(Beginning of Input data)

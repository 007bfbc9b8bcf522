// enforcer.rs - Per-session policy enforcement.
//
// The PolicyEnforcer is the single chokepoint for side effects. Every
// file access, outbound host, command, token spend, and file read flows
// through one of its check methods before the runtime acts.
//
// Path and host evaluation order:
//
// 1. Path traversal ("..") → Deny
// 2. Any deny/blocked match → Deny, citing the rule
// 3. First allow/outbound match → Allow, citing the rule
// 4. No match → Deny ("not in allow list")
//
// The counters (token budget, per-minute read window) live behind one
// mutex so a check and its increment are a single atomic step even when
// several requests are served concurrently.

use std::sync::Mutex;
use std::time::{Duration, Instant};

use serde::{Deserialize, Serialize};

use crate::document::PolicyDocument;
use crate::error::PolicyError;
use crate::hierarchy::merge_fragments;
use crate::pattern::{PatternMatcher, SubjectKind};

/// Length of the file/byte read rate window.
pub const RATE_WINDOW: Duration = Duration::from_secs(60);

/// Outcome of a single policy check.
#[derive(Debug, Clone, Serialize, Deserialize, PartialEq, Eq)]
pub struct Verdict {
    pub allowed: bool,
    #[serde(default, skip_serializing_if = "Option::is_none")]
    pub reason: Option<String>,
    /// The policy rule that decided the outcome, when one did.
    #[serde(default, skip_serializing_if = "Option::is_none")]
    pub rule: Option<String>,
}

impl Verdict {
    fn allow(rule: impl Into<String>) -> Self {
        Self {
            allowed: true,
            reason: None,
            rule: Some(rule.into()),
        }
    }

    fn deny(reason: impl Into<String>, rule: impl Into<String>) -> Self {
        Self {
            allowed: false,
            reason: Some(reason.into()),
            rule: Some(rule.into()),
        }
    }
}

/// Outcome of an exec check.
#[derive(Debug, Clone, Serialize, Deserialize, PartialEq, Eq)]
pub struct ExecVerdict {
    pub allowed: bool,
    pub requires_confirm: bool,
    #[serde(default, skip_serializing_if = "Option::is_none")]
    pub reason: Option<String>,
}

/// One row of a `policy_trace` (action, subject, decision, rule).
#[derive(Debug, Clone, Serialize, Deserialize, PartialEq, Eq)]
pub struct DecisionRow {
    pub action: String,
    pub subject: String,
    pub decision: String,
    pub rule: String,
}

/// Mutable per-session counters. Owned by exactly one enforcer.
#[derive(Debug)]
struct EnforcementState {
    session_tokens_used: u64,
    files_read_in_window: u64,
    bytes_read_in_window: u64,
    window_start: Instant,
}

/// Evaluates fs/network/exec/rate-limit rules against one policy document.
pub struct PolicyEnforcer {
    document: PolicyDocument,
    fs_allow: PatternMatcher,
    fs_deny: PatternMatcher,
    net_allow: PatternMatcher,
    net_block: PatternMatcher,
    state: Mutex<EnforcementState>,
}

impl PolicyEnforcer {
    /// Build an enforcer for a document, compiling its patterns once.
    pub fn new(document: PolicyDocument) -> Result<Self, PolicyError> {
        let scope = &document.scope;
        let fs_allow = PatternMatcher::new(SubjectKind::Path, &scope.fs.allow)?;
        let fs_deny = PatternMatcher::new(SubjectKind::Path, &scope.fs.deny)?;
        let net_allow = PatternMatcher::new(SubjectKind::Host, &scope.network.outbound)?;
        let net_block = PatternMatcher::new(SubjectKind::Host, &scope.network.blocked)?;

        for pattern in &document.redaction.patterns {
            regex::Regex::new(&pattern.regex).map_err(|e| PolicyError::InvalidRedaction {
                name: pattern.name.clone(),
                reason: e.to_string(),
            })?;
        }

        Ok(Self {
            document,
            fs_allow,
            fs_deny,
            net_allow,
            net_block,
            state: Mutex::new(EnforcementState {
                session_tokens_used: 0,
                files_read_in_window: 0,
                bytes_read_in_window: 0,
                window_start: Instant::now(),
            }),
        })
    }

    /// Load a YAML policy document from disk and build an enforcer for it.
    pub fn load(path: impl AsRef<std::path::Path>) -> Result<Self, PolicyError> {
        Self::new(PolicyDocument::load(path)?)
    }

    /// The document this enforcer evaluates against.
    pub fn document(&self) -> &PolicyDocument {
        &self.document
    }

    /// Check whether a project-relative path may be accessed.
    pub fn check_fs_access(&self, path: &str) -> Verdict {
        let verdict = if let Some(denied) = confine(path) {
            denied
        } else if let Some(rule) = self.fs_deny.first_match(path) {
            Verdict::deny(format!("Path denied by policy: {}", rule), "fs.deny")
        } else if let Some(rule) = self.fs_allow.first_match(path) {
            Verdict::allow(format!("fs.allow:{}", rule))
        } else {
            Verdict::deny("Path not in allow list", "fs.allow")
        };
        log_verdict("fs", path, &verdict);
        verdict
    }

    /// Check whether an outbound connection to `host` is allowed.
    pub fn check_network(&self, host: &str) -> Verdict {
        let verdict = if let Some(rule) = self.net_block.first_match(host) {
            Verdict::deny(format!("Host blocked by policy: {}", rule), "network.blocked")
        } else if let Some(rule) = self.net_allow.first_match(host) {
            Verdict::allow(format!("network.outbound:{}", rule))
        } else {
            Verdict::deny("Host not in outbound allow list", "network.outbound")
        };
        log_verdict("network", host, &verdict);
        verdict
    }

    /// Check a shell command. The program (first whitespace token) must be
    /// allowed; any confirm substring anywhere in the command requires confirmation.
    pub fn check_exec(&self, command: &str) -> ExecVerdict {
        let program = command.split_whitespace().next().unwrap_or("");
        let exec = &self.document.scope.exec;

        if !exec.allow.iter().any(|allowed| allowed == program) {
            tracing::info!(command, program, "exec denied");
            return ExecVerdict {
                allowed: false,
                requires_confirm: false,
                reason: Some(format!("Command not allowed: {}", program)),
            };
        }

        let requires_confirm = exec
            .confirm
            .iter()
            .any(|needle| !needle.is_empty() && command.contains(needle.as_str()));
        tracing::debug!(command, requires_confirm, "exec allowed");
        ExecVerdict {
            allowed: true,
            requires_confirm,
            reason: None,
        }
    }

    /// Reserve `tokens` from the session budget.
    ///
    /// A denied check leaves the budget untouched; only an allowed check
    /// commits its tokens.
    pub fn check_token_limit(&self, tokens: u64) -> Verdict {
        let budget = self.document.limits.tokens_per_session;
        let mut state = self.lock_state();
        let proposed = state.session_tokens_used.saturating_add(tokens);
        if proposed > budget {
            let verdict = Verdict::deny(
                format!("Token limit exceeded: {}/{}", proposed, budget),
                "limits.tokens_per_session",
            );
            log_verdict("tokens", &tokens.to_string(), &verdict);
            return verdict;
        }
        state.session_tokens_used = proposed;
        Verdict::allow("limits.tokens_per_session")
    }

    /// Count one file read of `bytes` against the per-minute limits.
    pub fn check_file_read_limit(&self, bytes: u64) -> Verdict {
        self.check_file_read_limit_at(bytes, Instant::now())
    }

    /// Same as [`check_file_read_limit`](Self::check_file_read_limit) with an explicit clock reading.
    pub fn check_file_read_limit_at(&self, bytes: u64, now: Instant) -> Verdict {
        let limits = self.document.limits;
        let mut state = self.lock_state();

        if now.saturating_duration_since(state.window_start) >= RATE_WINDOW {
            state.files_read_in_window = 0;
            state.bytes_read_in_window = 0;
            state.window_start = now;
        }

        // Counters always advance, even when this read is refused.
        state.files_read_in_window += 1;
        state.bytes_read_in_window = state.bytes_read_in_window.saturating_add(bytes);

        let verdict = if state.files_read_in_window > limits.files_read_per_minute {
            Verdict::deny(
                format!(
                    "File read rate limit exceeded: {}/{} files per minute",
                    state.files_read_in_window, limits.files_read_per_minute
                ),
                "limits.files_read_per_minute",
            )
        } else if state.bytes_read_in_window > limits.bytes_read_per_minute {
            Verdict::deny(
                format!(
                    "Bytes read rate limit exceeded: {}/{} bytes per minute",
                    state.bytes_read_in_window, limits.bytes_read_per_minute
                ),
                "limits.bytes_read_per_minute",
            )
        } else {
            return Verdict::allow("limits.read_rate");
        };
        log_verdict("read", &bytes.to_string(), &verdict);
        verdict
    }

    /// Tokens committed so far this session.
    pub fn tokens_used(&self) -> u64 {
        self.lock_state().session_tokens_used
    }

    /// Content hash of the document, recomputed on every call.
    ///
    /// Computed through the same merge and canonical hash as
    /// [`PolicyHierarchy`](crate::PolicyHierarchy), so a `validate` with no
    /// overrides reports the same identity.
    pub fn effective_hash(&self) -> String {
        merge_fragments(None, Some(&self.document.to_fragment()), None).hash
    }

    /// Evaluate a fixed sample set and report each decision.
    pub fn decision_trace(&self, samples: &[(&str, &str)]) -> Vec<DecisionRow> {
        samples
            .iter()
            .map(|(action, subject)| match *action {
                "exec" => {
                    let v = self.check_exec(subject);
                    let (decision, rule) = if !v.allowed {
                        ("deny", "exec.allow")
                    } else if v.requires_confirm {
                        ("confirm", "exec.confirm")
                    } else {
                        ("allow", "exec.allow")
                    };
                    DecisionRow {
                        action: action.to_string(),
                        subject: subject.to_string(),
                        decision: decision.to_string(),
                        rule: rule.to_string(),
                    }
                }
                _ => {
                    let v = if *action == "network" {
                        self.check_network(subject)
                    } else {
                        self.check_fs_access(subject)
                    };
                    DecisionRow {
                        action: action.to_string(),
                        subject: subject.to_string(),
                        decision: if v.allowed { "allow" } else { "deny" }.to_string(),
                        rule: v.rule.unwrap_or_default(),
                    }
                }
            })
            .collect()
    }

    fn lock_state(&self) -> std::sync::MutexGuard<'_, EnforcementState> {
        // A poisoned lock only means another thread panicked mid-check;
        // the counters themselves are plain integers and stay usable.
        self.state.lock().unwrap_or_else(|e| e.into_inner())
    }
}

fn log_verdict(kind: &str, subject: &str, verdict: &Verdict) {
    if verdict.allowed {
        tracing::debug!(kind, subject, rule = ?verdict.rule, "policy allow");
    } else {
        tracing::info!(kind, subject, reason = ?verdict.reason, "policy deny");
    }
}

/// Deny subjects that cannot name a file inside the project: `..`
/// components and absolute paths. Applies whatever the allow list says, and
/// also when no policy is loaded.
pub fn confine(path: &str) -> Option<Verdict> {
    if contains_path_traversal(path) {
        Some(Verdict::deny(
            format!("Path traversal detected: '{}'", path),
            "fs.traversal",
        ))
    } else if is_outside_project(path) {
        Some(Verdict::deny(
            format!("Path is outside the project: '{}'", path),
            "fs.outside_project",
        ))
    } else {
        None
    }
}

/// Absolute (`/x`, `C:/x`, `//server/x`) or home-relative (`~/x`) paths.
fn is_outside_project(path: &str) -> bool {
    let normalized = path.replace('\\', "/");
    let bytes = normalized.as_bytes();
    normalized.starts_with('/')
        || normalized.starts_with('~')
        || (bytes.len() >= 2 && bytes[0].is_ascii_alphabetic() && bytes[1] == b':')
}

/// Detect ".." path components, including percent-encoded forms.
fn contains_path_traversal(path: &str) -> bool {
    let normalized = path.replace('\\', "/");
    normalized.split('/').any(|part| part == "..")
        || normalized.contains("%2e%2e")
        || normalized.contains("%2E%2E")
}
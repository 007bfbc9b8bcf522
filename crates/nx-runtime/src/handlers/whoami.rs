// whoami.rs - Caller identity and the active policy hash.

use serde_json::json;

use nx_protocol::RequestEnvelope;

use super::HandlerResult;
use crate::context::RuntimeContext;

/// Sample subjects reported when a caller asks for a policy trace.
const TRACE_SAMPLES: &[(&str, &str)] = &[
    ("exec", "npm install"),
    ("network", "registry.npmjs.org"),
];

pub fn handle(ctx: &RuntimeContext, req: &RequestEnvelope) -> HandlerResult {
    let claims = req.claims();
    let mut result = json!({
        "identity": claims,
        "policy_hash": ctx.effective_hash(),
        "session": ctx.ledger.current_session().ok().map(|s| s.id),
    });

    if req.arg_bool("policy_trace") {
        let decisions = ctx
            .enforcer
            .as_ref()
            .map(|e| e.decision_trace(TRACE_SAMPLES))
            .unwrap_or_default();
        result["policy_trace"] = json!({
            "effective_hash": ctx.effective_hash(),
            "decisions": decisions,
        });
    }
    Ok(result)
}
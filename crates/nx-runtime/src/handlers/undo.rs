// undo.rs - Revert the most recent applies.

use serde_json::json;

use nx_protocol::RequestEnvelope;

use super::HandlerResult;
use crate::context::RuntimeContext;
use crate::error::IntoNexxonError;

pub fn handle(ctx: &RuntimeContext, req: &RequestEnvelope) -> HandlerResult {
    let steps = req.arg_u64("steps").unwrap_or(1).max(1) as usize;
    let records = ctx
        .ledger
        .last_apply_records(steps)
        .map_err(IntoNexxonError::into_nexxon)?;

    if records.is_empty() {
        return Ok(json!({ "reverted": false, "message": "No apply records to undo" }));
    }

    let outcome = ctx.undo.undo(&records);
    tracing::info!(
        requested = steps,
        reverted = outcome.steps,
        method = %outcome.method,
        conflicts = outcome.conflicts.len(),
        "undo finished"
    );
    Ok(json!({
        "reverted": outcome.reverted,
        "steps": outcome.steps,
        "method": outcome.method,
        "conflicts": outcome.conflicts,
        "records": records.iter().map(|r| &r.id).collect::<Vec<_>>(),
    }))
}
// validate.rs - Check a session override and report the resulting hash.
//
// Stateless: the override is merged over the project policy for this
// request only and nothing in the context changes.

use serde_json::json;

use nx_policy::merge_fragments;
use nx_protocol::{ErrorCode, NexxonError, RequestEnvelope};

use super::HandlerResult;
use crate::context::{RuntimeContext, NO_POLICY_HASH};

pub fn handle(ctx: &RuntimeContext, req: &RequestEnvelope) -> HandlerResult {
    let Some(project) = &ctx.project_policy else {
        return Ok(json!({
            "valid": true,
            "policy_trace": { "effective_hash": NO_POLICY_HASH, "decisions": [] },
        }));
    };

    let directive = req.policy.clone().unwrap_or_default();
    let overrides = directive.overrides.as_ref();

    if let Some(fragment) = overrides {
        let validation = ctx
            .hierarchy
            .validate_override(fragment, directive.override_mode);
        if !validation.valid {
            tracing::debug!(
                mode = %directive.override_mode,
                violations = validation.violations.len(),
                "override rejected"
            );
            return Err(NexxonError::new(
                ErrorCode::PolicyInvalidOverride,
                format!(
                    "Policy validation failed: {}",
                    validation.violations.join("; ")
                ),
            )
            .with_context(req.command.as_str(), req.args.clone())
            .with_details(json!({
                "violations": validation.violations,
                "override_mode": directive.override_mode,
            })));
        }
    }

    let merged = merge_fragments(None, Some(project), overrides);
    Ok(json!({
        "valid": true,
        "override_mode": directive.override_mode,
        "override_reason": directive.override_reason,
        "policy_trace": { "effective_hash": merged.hash, "decisions": [] },
    }))
}
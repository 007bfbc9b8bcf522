// audit.rs - Audit subcommands: verify, tail.
//
// These read the log file directly, so they work without a running runtime.

use std::path::PathBuf;

use clap::Subcommand;
use nx_audit::{Actor, AuditEntry, AuditError, AuditLog, Decision};
use nx_runtime::RuntimeConfig;

#[derive(Subcommand)]
pub enum AuditCommands {
    /// Verify the audit log hash chain integrity.
    Verify {
        /// Path to audit log (defaults to .nexxon/audit.log).
        #[arg(long)]
        log: Option<PathBuf>,
    },
    /// Show recent audit entries.
    Tail {
        /// Path to audit log (defaults to .nexxon/audit.log).
        #[arg(long)]
        log: Option<PathBuf>,
        /// Number of entries to show.
        #[arg(short, default_value = "10")]
        n: usize,
    },
}

pub fn execute(cmd: &AuditCommands, config: &RuntimeConfig) -> anyhow::Result<()> {
    match cmd {
        AuditCommands::Verify { log } => {
            let path = log.clone().unwrap_or_else(|| config.audit_log.clone());
            if !path.exists() {
                println!("No audit log found at {}", path.display());
                return Ok(());
            }

            match AuditLog::verify_chain(&path) {
                Ok(_) => {
                    let entries = AuditLog::read_all(&path)?;
                    println!(
                        "Audit log verified: {} entr{}, hash chain intact.",
                        entries.len(),
                        if entries.len() == 1 { "y" } else { "ies" }
                    );
                }
                Err(AuditError::IntegrityViolation {
                    line,
                    expected,
                    actual,
                }) => {
                    println!("INTEGRITY VIOLATION at line {}:", line);
                    println!("  Expected previous_hash: {}", expected);
                    println!("  Actual previous_hash:   {}", actual);
                    println!();
                    println!("The audit log may have been tampered with.");
                    anyhow::bail!("Audit log integrity check failed");
                }
                Err(e) => return Err(e.into()),
            }
        }

        AuditCommands::Tail { log, n } => {
            let path = log.clone().unwrap_or_else(|| config.audit_log.clone());
            if !path.exists() {
                println!("No audit log found at {}", path.display());
                return Ok(());
            }

            let entries = AuditLog::read_all(&path)?;
            let start = entries.len().saturating_sub(*n);
            let recent = &entries[start..];

            if recent.is_empty() {
                println!("No audit entries.");
                return Ok(());
            }

            println!(
                "{:<20} {:<6} {:<10} {:<8} TARGET",
                "TIMESTAMP", "ACTOR", "ACTION", "DECISION"
            );
            println!("{}", "-".repeat(80));
            for entry in recent {
                println!("{}", row(entry));
            }
        }
    }

    Ok(())
}

fn row(entry: &AuditEntry) -> String {
    let actor = match entry.actor {
        Actor::User => "user",
        Actor::Agent => "agent",
    };
    let decision = match entry.policy.as_ref().map(|p| p.decision) {
        Some(Decision::Allow) => "allow",
        Some(Decision::Deny) => "deny",
        Some(Decision::Confirm) => "confirm",
        None => "-",
    };
    let target = entry
        .target
        .as_ref()
        .and_then(|t| t.path.as_deref())
        .unwrap_or("-");
    format!(
        "{:<20} {:<6} {:<10} {:<8} {}",
        entry.ts.format("%Y-%m-%d %H:%M:%S"),
        actor,
        entry.action,
        decision,
        target
    )
}

#[cfg(test)]
mod tests {
    use super::*;
    use nx_audit::ResultStatus;

    #[test]
    fn row_shows_decision_and_target() {
        let entry = AuditEntry::new(Actor::User, "apply")
            .with_target(Some("src/lib.rs".into()), Some("write".into()))
            .with_policy(Decision::Deny, Some("fs.deny".into()))
            .with_result(ResultStatus::Error, None);
        let line = row(&entry);
        assert!(line.contains("user"));
        assert!(line.contains("apply"));
        assert!(line.contains("deny"));
        assert!(line.ends_with("src/lib.rs"));
    }

    #[test]
    fn missing_log_is_not_an_error() {
        let dir = tempfile::tempdir().unwrap();
        let config = RuntimeConfig::for_project(dir.path());
        execute(&AuditCommands::Verify { log: None }, &config).unwrap();
        execute(&AuditCommands::Tail { log: None, n: 5 }, &config).unwrap();
    }
}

(End of Input data)

_What you are asked to do_
Lines that hold the word "overrides" are the ones to copy from the entries above.

_Answer below_
    /// overrides reports the same identity.
    let overrides = directive.overrides.as_ref();
    if let Some(fragment) = overrides {
    let merged = merge_fragments(None, Some(project), overrides);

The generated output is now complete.